- TO DO
From the data below, please reproduce exactly everything from the line that contains "in row-major order" down to the line that contains "encoder and decoder", with both ends included.

─── EXERCISE DATA

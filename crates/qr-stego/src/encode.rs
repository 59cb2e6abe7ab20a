//! Encoder (C6): orchestrates the analyzer, capacity model, bit framing, and
//! distribution to flip modules of a freshly-generated base matrix.

use qr_engine::CodeEcc;
use tracing::{debug, trace, warn};

use crate::analyzer::{enumerate_flippable, is_function};
use crate::capacity::{max_bits, DEFAULT_SAFETY_MARGIN};
use crate::distribution::distribution;
use crate::engine::{Matrix, QrEngine};
use crate::error::StegoError;
use crate::frame::encode_frame;
use crate::metadata::StegoMetadata;

/// Options controlling [`encode`].
#[derive(Debug, Clone, Copy)]
pub struct EncodeOptions {
    pub ec_level: CodeEcc,
    pub safety_margin: f64,
    pub include_metadata: bool,
}

impl Default for EncodeOptions {
    fn default() -> Self {
        Self {
            ec_level: CodeEcc::High,
            safety_margin: DEFAULT_SAFETY_MARGIN,
            include_metadata: true,
        }
    }
}

/// The result of a successful [`encode`] call.
#[derive(Debug, Clone)]
pub struct EncodeResult {
    pub matrix: Matrix,
    pub metadata: Option<StegoMetadata>,
}

/// Encodes `secondary` into the error-correction slack of a QR code carrying
/// `primary`, using `engine` to generate the base matrix.
///
/// An empty `secondary` returns the base matrix unchanged, with
/// `flipped_count = 0` and no error possible past the initial encode step.
pub fn encode<E: QrEngine>(
    engine: &E,
    primary: &str,
    secondary: &str,
    opts: EncodeOptions,
) -> Result<EncodeResult, StegoError> {
    let base = engine
        .encode_text(primary, opts.ec_level)
        .map_err(StegoError::PrimaryEncodeError)?;
    debug!(version = base.version(), size = base.size(), "encoded primary");

    let flippable = enumerate_flippable(base.size(), base.version());
    if flippable.is_empty() {
        return Err(StegoError::MatrixTooSmall);
    }

    let max_frame_bits = max_bits(flippable.len(), opts.safety_margin);
    if max_frame_bits <= 32 {
        return Err(StegoError::InsufficientCapacity {
            max_bits: max_frame_bits,
        });
    }

    if secondary.is_empty() {
        trace!("empty secondary, returning base matrix unchanged");
        return Ok(EncodeResult {
            matrix: base.clone(),
            metadata: opts.include_metadata.then(|| {
                StegoMetadata::new(0, base.size() * base.size(), base.ec_level().unwrap_or(opts.ec_level))
            }),
        });
    }

    let bits = encode_frame(secondary, max_frame_bits)?;
    let positions = distribution(bits.len(), flippable.len())?;

    let mut out = base.clone();
    let mut flipped_count = 0usize;
    let mut attempted_function_flips = 0usize;
    for (i, &bit) in bits.iter().enumerate() {
        if !bit {
            continue;
        }
        let (x, y) = flippable[positions[i]];
        if is_function(x, y, out.size(), out.version()) {
            // Safety check: a positive hit here means the analyzer
            // mis-classified a coordinate. Observability, not control flow.
            attempted_function_flips += 1;
            warn!(x, y, "attempted to flip a function-pattern module, skipping");
            continue;
        }
        out.toggle(x, y);
        flipped_count += 1;
    }
    if attempted_function_flips > 0 {
        warn!(
            count = attempted_function_flips,
            "structural analyzer misclassified modules during encode"
        );
    }

    debug!(flipped_count, "applied flips");
    Ok(EncodeResult {
        matrix: out,
        metadata: opts.include_metadata.then(|| {
            StegoMetadata::new(
                flipped_count,
                base.size() * base.size(),
                base.ec_level().unwrap_or(opts.ec_level),
            )
        }),
    })
}
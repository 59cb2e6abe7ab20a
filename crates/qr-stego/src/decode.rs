//! Decoder (C7, matrix mode): regenerates a clean reference, diffs it
//! against a scanned matrix, and inverts the distribution permutation to
//! recover the secondary bit stream.

use std::collections::HashSet;

use tracing::{debug, trace};

use crate::analyzer::enumerate_flippable;
use crate::distribution::distribution;
use crate::engine::{Matrix, QrEngine};
use crate::error::StegoError;
use crate::frame::{decode_frame, read_bits};
use crate::metadata::StegoMetadata;

/// Options controlling [`decode_from_matrix`].
#[derive(Debug, Clone, Copy)]
pub struct DecodeOptions {
    pub strict_checksum: bool,
    pub max_message_size: usize,
}

impl Default for DecodeOptions {
    fn default() -> Self {
        Self {
            strict_checksum: true,
            max_message_size: 100,
        }
    }
}

/// The result of a successful [`decode_from_matrix`] call.
#[derive(Debug, Clone)]
pub struct DecodeResult {
    pub primary: String,
    pub secondary: String,
    pub metadata: StegoMetadata,
}

/// Recovers the secondary payload from `scanned`, a matrix believed to carry
/// `primary` as its public text, by diffing against a freshly regenerated
/// reference.
///
/// Always regenerates the reference at error correction level `High`, per
/// the codec's current EC-level assumption (see design notes — a future
/// version should read the format-info bits instead).
pub fn decode_from_matrix<E: QrEngine>(
    engine: &E,
    scanned: &Matrix,
    primary: &str,
    opts: DecodeOptions,
) -> Result<DecodeResult, StegoError> {
    let reference = engine
        .encode_text(primary, qr_engine::CodeEcc::High)
        .map_err(StegoError::ReferenceRegenFailed)?;
    if scanned.size() != reference.size() {
        return Err(StegoError::SizeMismatch {
            scanned: scanned.size(),
            reference: reference.size(),
        });
    }

    let flippable = enumerate_flippable(reference.size(), reference.version());
    let total = flippable.len();
    let flipped_set: HashSet<usize> = flippable
        .iter()
        .enumerate()
        .filter(|&(_, &(x, y))| scanned.get_module(x, y) != reference.get_module(x, y))
        .map(|(i, _)| i)
        .collect();
    debug!(flipped = flipped_set.len(), total, "diffed scanned matrix against reference");

    let module_count = reference.size() * reference.size();
    let ec_level_used = reference.ec_level().unwrap_or(qr_engine::CodeEcc::High);

    if flipped_set.is_empty() {
        trace!("no flipped modules, secondary is empty");
        return Ok(DecodeResult {
            primary: primary.to_string(),
            secondary: String::new(),
            metadata: StegoMetadata::new(0, module_count, ec_level_used),
        });
    }

    let header_idx = distribution(16, total)?;
    let len_bits: Vec<bool> = header_idx.iter().map(|i| flipped_set.contains(i)).collect();
    let declared_len = read_bits(&len_bits, 0, 16) as usize;

    let need = 32 + 8 * declared_len;
    if need > total {
        return Err(StegoError::BadLength {
            need,
            available: total,
        });
    }
    if declared_len > opts.max_message_size {
        return Err(StegoError::BadLength {
            need: declared_len,
            available: opts.max_message_size,
        });
    }

    let idx = distribution(need, total)?;
    let bits: Vec<bool> = idx.iter().map(|i| flipped_set.contains(i)).collect();

    let metadata = StegoMetadata::new(flipped_set.len(), module_count, ec_level_used);
    match decode_frame(&bits) {
        Ok(secondary) => Ok(DecodeResult {
            primary: primary.to_string(),
            secondary,
            metadata,
        }),
        Err(StegoError::ChecksumMismatch { .. }) if !opts.strict_checksum => Ok(DecodeResult {
            primary: primary.to_string(),
            secondary: String::new(),
            metadata,
        }),
        Err(e) => Err(e),
    }
}

#[cfg(test)]
mod should {
    use super::*;
    use crate::encode::{encode, EncodeOptions};
    use crate::engine::DefaultQrEngine;

    fn rows_from(matrix: &Matrix) -> Vec<Vec<bool>> {
        (0..matrix.size())
            .map(|y| (0..matrix.size()).map(|x| matrix.get_module(x, y)).collect())
            .collect()
    }

    #[test]
    fn round_trip_a_nonempty_secondary() {
        let primary = "https://example.com/path/to/page";
        let encoded = encode(&DefaultQrEngine, primary, "SECRET", EncodeOptions::default()).unwrap();
        let scanned = Matrix::from_rows(&rows_from(&encoded.matrix)).unwrap();
        let decoded =
            decode_from_matrix(&DefaultQrEngine, &scanned, primary, DecodeOptions::default()).unwrap();
        assert_eq!(decoded.secondary, "SECRET");
        assert!(decoded.metadata.flipped_count > 0);
    }

    #[test]
    fn return_empty_secondary_when_nothing_was_flipped() {
        let primary = "https://example.com/page";
        let encoded = encode(&DefaultQrEngine, primary, "", EncodeOptions::default()).unwrap();
        let scanned = Matrix::from_rows(&rows_from(&encoded.matrix)).unwrap();
        let decoded =
            decode_from_matrix(&DefaultQrEngine, &scanned, primary, DecodeOptions::default()).unwrap();
        assert_eq!(decoded.secondary, "");
        assert_eq!(decoded.metadata.flipped_count, 0);
    }

    #[test]
    fn swallow_a_checksum_mismatch_when_not_strict() {
        let primary = "https://example.com/path/to/page";
        let encoded = encode(&DefaultQrEngine, primary, "SECRET", EncodeOptions::default()).unwrap();
        let mut rows = rows_from(&encoded.matrix);
        // Corrupt one data row in the lower-right, away from function patterns,
        // to desynchronize the recovered bit stream without fully erasing it.
        let size = rows.len();
        rows[size - 2][size - 2] = !rows[size - 2][size - 2];
        let scanned = Matrix::from_rows(&rows).unwrap();

        let lenient = DecodeOptions {
            strict_checksum: false,
            ..DecodeOptions::default()
        };
        // Either the checksum still matches (tamper missed the payload region)
        // or it's swallowed into an empty secondary; either way this must not error.
        let result = decode_from_matrix(&DefaultQrEngine, &scanned, primary, lenient);
        assert!(result.is_ok());
    }
}
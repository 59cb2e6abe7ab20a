//! Structural analyzer: classifies module coordinates as function-pattern or
//! flippable, and enumerates flippable modules in canonical (row-major)
//! order.
//!
//! The alignment-pattern test is the one place a naive implementation tends
//! to go wrong for larger QR versions. Rather than transcribing the ISO/IEC
//! 18004 Annex E coordinate table, this reuses the generalized step formula
//! `qr-engine` already derives its own alignment centers from (see
//! `qr_code.rs::get_alignment_pattern_positions`), which is correct for
//! every version from 2 to 40, not just a hand-copied subset.

use std::collections::HashMap;
use std::sync::{Mutex, OnceLock};

/// The kind of QR structural element a module coordinate belongs to.
///
/// The analyzer only needs the binary function/flippable distinction, so
/// `data_codeword` and `ec_codeword` are collapsed together here (both are
/// reported as `DataCodeword`); the finer-grained variants are kept for
/// callers that want to reason about module type, e.g. to prefer data over
/// EC positions in a future visual-artifact refinement.
#[derive(Debug, Clone, Copy, PartialEq, Eq)]
pub enum ModuleClass {
    Finder,
    Separator,
    Timing,
    Alignment,
    FormatInfo,
    VersionInfo,
    DataCodeword,
    EcCodeword,
    Remainder,
}

/// Ascending alignment-pattern center coordinates for the given QR version.
///
/// Empty for version 1 (no alignment patterns). Mirrors the generalized
/// formula used to *draw* alignment patterns, reused here to *classify*
/// them.
pub fn alignment_pattern_positions(version: u8) -> Vec<i32> {
    if version == 1 {
        return Vec::new();
    }
    let size = 17 + 4 * i32::from(version);
    let numalign = i32::from(version) / 7 + 2;
    let step = if version == 32 {
        26
    } else {
        (i32::from(version) * 4 + numalign * 2 + 1) / (numalign * 2 - 2) * 2
    };
    let mut result: Vec<i32> = (0..numalign - 1).map(|i| size - 7 - i * step).collect();
    result.push(6);
    result.reverse();
    result
}

static ALIGNMENT_CACHE: OnceLock<Mutex<HashMap<u8, Vec<i32>>>> = OnceLock::new();

fn cached_alignment_positions(version: u8) -> Vec<i32> {
    let cache = ALIGNMENT_CACHE.get_or_init(|| Mutex::new(HashMap::new()));
    let mut guard = cache.lock().expect("alignment cache poisoned");
    guard
        .entry(version)
        .or_insert_with(|| alignment_pattern_positions(version))
        .clone()
}

fn in_finder_quadrant(numalign: usize, i: usize, j: usize) -> bool {
    let last = numalign - 1;
    (i == 0 && j == 0) || (i == 0 && j == last) || (i == last && j == 0)
}

fn is_alignment(x: i32, y: i32, version: u8) -> bool {
    if version < 2 {
        return false;
    }
    let centers = cached_alignment_positions(version);
    let numalign = centers.len();
    for (i, &cx) in centers.iter().enumerate() {
        for (j, &cy) in centers.iter().enumerate() {
            if in_finder_quadrant(numalign, i, j) {
                continue;
            }
            let dist = (x - cx).abs().max((y - cy).abs());
            if dist <= 2 {
                return true;
            }
        }
    }
    false
}

/// True iff `(x, y)` is part of a fixed QR function pattern for a symbol of
/// the given `size` and `version` — finder/separator, timing, alignment,
/// format info, or version info. Anything else is eligible for flipping.
pub fn is_function(x: i32, y: i32, size: i32, version: u8) -> bool {
    // Finder patterns plus their 1-module separator, absorbed into the 8-wide window.
    let finder = (x < 9 && y < 9) || (x >= size - 8 && y < 9) || (x < 9 && y >= size - 8);
    if finder {
        return true;
    }

    // Timing patterns.
    if x == 6 || y == 6 {
        return true;
    }

    // Format info, drawn around the top-left finder and mirrored along the
    // bottom/right edges.
    let format_info = (y == 8 && x <= 8)
        || (x == 8 && y <= 8)
        || (y == 8 && x >= size - 8)
        || (x == 8 && y >= size - 7);
    if format_info {
        return true;
    }

    // Version info blocks, present from version 7 upward.
    if version >= 7 {
        let version_info =
            (x <= 5 && y >= size - 11 && y <= size - 9) || (y <= 5 && x >= size - 11 && x <= size - 9);
        if version_info {
            return true;
        }
    }

    is_alignment(x, y, version)
}

/// Enumerates every flippable `(x, y)` coordinate in row-major order
/// (`y` outer, `x` inner, both ascending). This ordering is the canonical
/// index the distribution permutation indexes into, so encoder and decoder
/// must produce identical sequences for the same `(version, size)`.
pub fn enumerate_flippable(size: i32, version: u8) -> Vec<(i32, i32)> {
    let mut out = Vec::new();
    for y in 0..size {
        for x in 0..size {
            if !is_function(x, y, size, version) {
                out.push((x, y));
            }
        }
    }
    out
}

#[cfg(test)]
mod should {
    use super::*;

    #[test]
    fn never_mark_the_top_left_finder_as_flippable() {
        assert!(is_function(0, 0, 21, 1));
        assert!(is_function(8, 8, 21, 1));
        assert!(!is_function(9, 9, 21, 1));
    }

    #[test]
    fn never_mark_timing_patterns_as_flippable() {
        assert!(is_function(6, 10, 21, 1));
        assert!(is_function(10, 6, 21, 1));
    }

    #[test]
    fn have_no_alignment_patterns_at_version_1() {
        assert!(alignment_pattern_positions(1).is_empty());
    }

    #[test]
    fn have_one_interior_alignment_center_at_version_2() {
        // Version 2 (size 25) has centers at [6, 18].
        assert_eq!(alignment_pattern_positions(2), vec![6, 18]);
        assert!(is_function(18, 18, 25, 2));
    }

    #[test]
    fn produce_no_function_patterns_in_the_flippable_list_across_all_versions() {
        for version in 1..=40u8 {
            let size = 17 + 4 * i32::from(version);
            for &(x, y) in &enumerate_flippable(size, version) {
                assert!(!is_function(x, y, size, version), "version {version}");
            }
        }
    }

    #[test]
    fn enumerate_in_row_major_order() {
        let flippable = enumerate_flippable(21, 1);
        let mut prev = None;
        for &(x, y) in &flippable {
            if let Some((px, py)) = prev {
                assert!((y, x) >= (py, px));
            }
            prev = Some((x, y));
        }
    }
}
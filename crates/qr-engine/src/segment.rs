use crate::bit_buffer::BitBuffer;
use crate::segment_mode::SegmentMode;
use crate::version::Version;
use crate::ALPHANUMERIC_CHARSET;

/// A segment of character/binary/control data in a QR Code symbol.
///
/// Instances of this struct are immutable.
///
/// The mid-level way to create a segment is to take the payload data
/// and call a static factory function such as `Segment::make_numeric()`.
/// The low-level way to create a segment is to custom-make the bit buffer
/// and call the `Segment::new()` constructor with appropriate values.
///
/// This segment struct imposes no length restrictions, but QR Codes have restrictions.
/// Even in the most favorable conditions, a QR Code can only hold 7089 characters of data.
/// Any segment longer than this is meaningless for the purpose of generating QR Codes.
#[derive(Clone, PartialEq, Eq)]
pub struct Segment {
    // The mode indicator of this segment. Accessed through mode().
    pub mode: SegmentMode,

    // The length of this segment's unencoded data. Measured in characters for
    // numeric/alphanumeric/kanji mode, bytes for byte mode, and 0 for ECI mode.
    // Not the same as the data's bit length. Accessed through num_chars().
    pub numchars: usize,

    // The data bits of this segment. Accessed through data().
    pub data: Vec<bool>,
}

impl Segment {
    /*---- Static factory functions (mid level) ----*/

    /// Returns a segment representing the given binary data encoded in byte mode.
    ///
    /// All input byte slices are acceptable.
    ///
    /// Any text string can be converted to UTF-8 bytes and encoded as a byte mode segment.
    pub fn make_bytes(data: &[u8]) -> Self {
        let mut bb = BitBuffer(Vec::with_capacity(data.len() * 8));
        for &b in data {
            bb.append_bits(u32::from(b), 8);
        }
        Segment::new(SegmentMode::Byte, data.len(), bb.0)
    }

    /// Returns a segment representing the given string of decimal digits encoded in numeric mode.
    ///
    /// Panics if the string contains non-digit characters.
    pub fn make_numeric(text: &str) -> Self {
        let mut bb = BitBuffer(Vec::with_capacity(text.len() * 3 + (text.len() + 2) / 3));
        let mut accumdata: u32 = 0;
        let mut accumcount: u8 = 0;
        for b in text.bytes() {
            assert!(
                (b'0'..=b'9').contains(&b),
                "String contains non-numeric characters"
            );
            accumdata = accumdata * 10 + u32::from(b - b'0');
            accumcount += 1;
            if accumcount == 3 {
                bb.append_bits(accumdata, 10);
                accumdata = 0;
                accumcount = 0;
            }
        }
        if accumcount > 0 {
            // 1 or 2 digits remaining
            bb.append_bits(accumdata, accumcount * 3 + 1);
        }
        Segment::new(SegmentMode::Numeric, text.len(), bb.0)
    }

    /// Returns a segment representing the given text string encoded in alphanumeric mode.
    ///
    /// The characters allowed are: 0 to 9, A to Z (uppercase only), space,
    /// dollar, percent, asterisk, plus, hyphen, period, slash, colon.
    ///
    /// Panics if the string contains non-encodable characters.
    pub fn make_alphanumeric(text: &str) -> Self {
        let mut bb = BitBuffer(Vec::with_capacity(text.len() * 5 + (text.len() + 1) / 2));
        let mut accumdata: u32 = 0;
        let mut accumcount: u32 = 0;
        for c in text.chars() {
            let i: usize = ALPHANUMERIC_CHARSET
                .find(c)
                .expect("String contains unencodable characters in alphanumeric mode");
            accumdata = accumdata * 45 + u32::try_from(i).unwrap();
            accumcount += 1;
            if accumcount == 2 {
                bb.append_bits(accumdata, 11);
                accumdata = 0;
                accumcount = 0;
            }
        }
        if accumcount > 0 {
            // 1 character remaining
            bb.append_bits(accumdata, 6);
        }
        Segment::new(SegmentMode::Alphanumeric, text.len(), bb.0)
    }

    /// Returns a list of zero or more segments to represent the given Unicode text string.
    ///
    /// The result may use various segment modes and switch
    /// modes to optimize the length of the bit stream.
    pub fn make_segments(text: &str) -> Vec<Self> {
        if text.is_empty() {
            vec![]
        } else {
            vec![if Segment::is_numeric(text) {
                Segment::make_numeric(text)
            } else if Segment::is_alphanumeric(text) {
                Segment::make_alphanumeric(text)
            } else {
                Segment::make_bytes(text.as_bytes())
            }]
        }
    }

    /// Returns a segment representing an Extended Channel Interpretation
    /// (ECI) designator with the given assignment value.
    pub fn make_eci(assignval: u32) -> Self {
        let mut bb = BitBuffer(Vec::with_capacity(24));
        if assignval < (1 << 7) {
            bb.append_bits(assignval, 8);
        } else if assignval < (1 << 14) {
            bb.append_bits(0b10, 2);
            bb.append_bits(assignval, 14);
        } else if assignval < 1_000_000 {
            bb.append_bits(0b110, 3);
            bb.append_bits(assignval, 21);
        } else {
            panic!("ECI assignment value out of range");
        }
        Segment::new(SegmentMode::Eci, 0, bb.0)
    }

    /*---- Constructor (low level) ----*/

    /// Creates a new QR Code segment with the given attributes and data.
    ///
    /// The character count (numchars) must agree with the mode and
    /// the bit buffer length, but the constraint isn't checked.
    pub fn new(mode: SegmentMode, numchars: usize, data: Vec<bool>) -> Self {
        Self {
            mode,
            numchars,
            data,
        }
    }

    /*---- Instance field getters ----*/

    /// Returns the mode indicator of this segment.
    pub fn mode(&self) -> SegmentMode {
        self.mode
    }

    /// Returns the character count field of this segment.
    pub fn num_chars(&self) -> usize {
        self.numchars
    }

    /// Returns the data bits of this segment.
    pub fn data(&self) -> &Vec<bool> {
        &self.data
    }

    /*---- Other static functions ----*/

    // Calculates and returns the number of bits needed to encode the given
    // segments at the given version. The result is None if a segment has too many
    // characters to fit its length field, or the total bits exceeds usize::MAX.
    pub fn get_total_bits(segs: &[Self], version: Version) -> Option<usize> {
        let mut result: usize = 0;
        for seg in segs {
            let ccbits: u8 = seg.mode.num_char_count_bits(version);
            // ccbits can be as large as 16, but usize can be as small as 16
            if let Some(limit) = 1usize.checked_shl(ccbits.into()) {
                if seg.numchars >= limit {
                    return None; // The segment's length doesn't fit the field's bit width
                }
            }
            result = result.checked_add(4 + usize::from(ccbits))?;
            result = result.checked_add(seg.data.len())?;
        }
        Some(result)
    }

    /// Tests whether the given string can be encoded as a segment in numeric mode.
    ///
    /// A string is encodable iff each character is in the range 0 to 9.
    pub fn is_numeric(text: &str) -> bool {
        text.chars().all(|c| ('0'..='9').contains(&c))
    }

    /// Tests whether the given string can be encoded as a segment in alphanumeric mode.
    ///
    /// A string is encodable iff each character is in the following set: 0 to 9, A to Z
    /// (uppercase only), space, dollar, percent, asterisk, plus, hyphen, period, slash, colon.
    pub fn is_alphanumeric(text: &str) -> bool {
        text.chars().all(|c| ALPHANUMERIC_CHARSET.contains(c))
    }
}
//! Audio recording for the companion
//!
//! Owns at most one hardware input stream at a time and turns what it
//! records into a base64 clip.

mod error;
mod recorder;
mod traits;

pub use error::*;
pub use recorder::*;
pub use traits::*;
//! Application state management

use std::sync::Arc;

use capture::{CropResizeService, ImageCapturer, TabRenderer};
use recorder::{AudioRecorder, RecorderConfig, RecordingDevice};
use tracing::info;

use crate::commands::CoordinatorEvent;
use crate::settings::SettingsStore;

/// Callback receiving coordinator events, e.g. to forward them to the UI
pub type EventNotifier = Arc<dyn Fn(CoordinatorEvent) + Send + Sync>;

/// Application-wide state
pub struct AppState {
    /// Coalescing screenshot capturer
    pub capturer: ImageCapturer,
    /// Exclusive audio recorder
    pub recorder: AudioRecorder,
    /// Live extension settings
    pub settings: Arc<SettingsStore>,
    notifier: Option<EventNotifier>,
}

impl AppState {
    pub fn new(
        renderer: Arc<dyn TabRenderer>,
        cropper: Arc<dyn CropResizeService>,
        device: Arc<dyn RecordingDevice>,
        settings: Arc<SettingsStore>,
        recorder_config: RecorderConfig,
    ) -> Self {
        info!(
            "Coordinator ready (crop screenshots: {}, monitor playback: {})",
            settings.get().crop_screenshot,
            recorder_config.monitor_playback
        );

        Self {
            capturer: ImageCapturer::new(renderer, cropper, settings.clone()),
            recorder: AudioRecorder::new(device, recorder_config),
            settings,
            notifier: None,
        }
    }

    pub fn with_notifier(mut self, notifier: EventNotifier) -> Self {
        self.notifier = Some(notifier);
        self
    }

    pub(crate) fn notify(&self, event: CoordinatorEvent) {
        if let Some(notifier) = &self.notifier {
            notifier(event);
        }
    }
}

──────

- EXPECTED ANSWER
/// Enumerates every flippable `(x, y)` coordinate in row-major order
/// (`y` outer, `x` inner, both ascending). This ordering is the canonical
/// index the distribution permutation indexes into, so encoder and decoder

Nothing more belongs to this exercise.